Integration of linear and some model non-linear equations of motion of incompressible fluids

We suggest a new exact method that allows one to construct solutions to a wide class of linear and some model non-linear hydrodynamic-type systems. The method is based on splitting a system into a few simpler equations; two different representations of solutions (non-symmetric and symmetric) are given. We derive formulas that connect solutions to linear three-dimensional stationary and non-stationary systems (corresponding to different models of incompressible fluids in the absence of mass forces) with solutions to two independent equations, one of which being the Laplace equation and the other following from the equation of motion for any velocity component at zero pressure. To illustrate the potentials of the method, we consider the Stokes equations, describing slow flows of viscous incompressible fluids, as well as linearized equations corresponding to Maxwell's and some other viscoelastic models. We also suggest and analyze a differential-difference fluid model with a constant relaxation time. We give examples of integrable non-linear hydrodynamic-type systems.
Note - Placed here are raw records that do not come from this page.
//! Database migration commands.
//!
//! # Usage
//!
//! ```bash
//! # Apply pending migrations
//! sync-cli migrate run
//!
//! # Show applied and pending migrations
//! sync-cli migrate info
//! ```
//!
//! # Environment Variables
//!
//! The same `DB_HOST`, `DB_PORT`, `DB_USER`, `DB_PASS` and `DB_NAME`
//! variables the server uses.
//!
//! # Migration Files
//!
//! Migrations live in `crates/sync/migrations/` and are embedded into the
//! binary at compile time.

use std::collections::HashSet;

use shopify_sync::config::{ConfigError, DatabaseConfig};
use shopify_sync::db;
use sqlx::migrate::{Migrate, MigrateError, Migrator};

static MIGRATOR: Migrator = sqlx::migrate!("../sync/migrations");

/// Errors from the migration commands.
#[derive(Debug, thiserror::Error)]
pub enum MigrationError {
    #[error("Configuration error: {0}")]
    Config(#[from] ConfigError),

    #[error("Database error: {0}")]
    Database(#[from] sqlx::Error),

    #[error("Migration error: {0}")]
    Migration(#[from] MigrateError),
}

/// Apply all pending migrations.
///
/// # Errors
///
/// Returns `MigrationError` if configuration is missing, the database is
/// unreachable, or a migration fails.
pub async fn run() -> Result<(), MigrationError> {
    let config = DatabaseConfig::from_env()?;

    tracing::info!(host = %config.host, database = %config.name, "Connecting to database...");
    let pool = db::create_pool(&config).await?;

    tracing::info!("Running migrations...");
    MIGRATOR.run(&pool).await?;

    tracing::info!("Migrations complete!");
    Ok(())
}

/// Log every known migration and whether it has been applied.
///
/// # Errors
///
/// Returns `MigrationError` if configuration is missing or the database is
/// unreachable.
pub async fn info() -> Result<(), MigrationError> {
    let config = DatabaseConfig::from_env()?;
    let pool = db::create_pool(&config).await?;
    let mut conn = pool.acquire().await?;

    conn.ensure_migrations_table().await?;
    let applied: HashSet<i64> = conn
        .list_applied_migrations()
        .await?
        .into_iter()
        .map(|m| m.version)
        .collect();

    let mut pending = 0_usize;
    for migration in MIGRATOR
        .iter()
        .filter(|m| !m.migration_type.is_down_migration())
    {
        let is_applied = applied.contains(&migration.version);
        if !is_applied {
            pending += 1;
        }
        tracing::info!(
            version = migration.version,
            description = %migration.description,
            applied = is_applied,
            "Migration"
        );
    }

    tracing::info!(pending, "Migration status");
    Ok(())
}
The results obtained can be suitable for the integration of linear hydrodynamic equations and for testing numerical methods designed to solve non-linear equations of continuum mechanics.

► An exact method for constructing solutions to hydrodynamic-type systems is proposed.
► The method is based on splitting a system into a few simpler equations.
► The method is exemplified with the Stokes, Maxwell, and other viscoelastic models.
► A new differential-difference fluid model with constant relaxation time is described.
► Examples of integrable nonlinear hydrodynamic-type systems are given.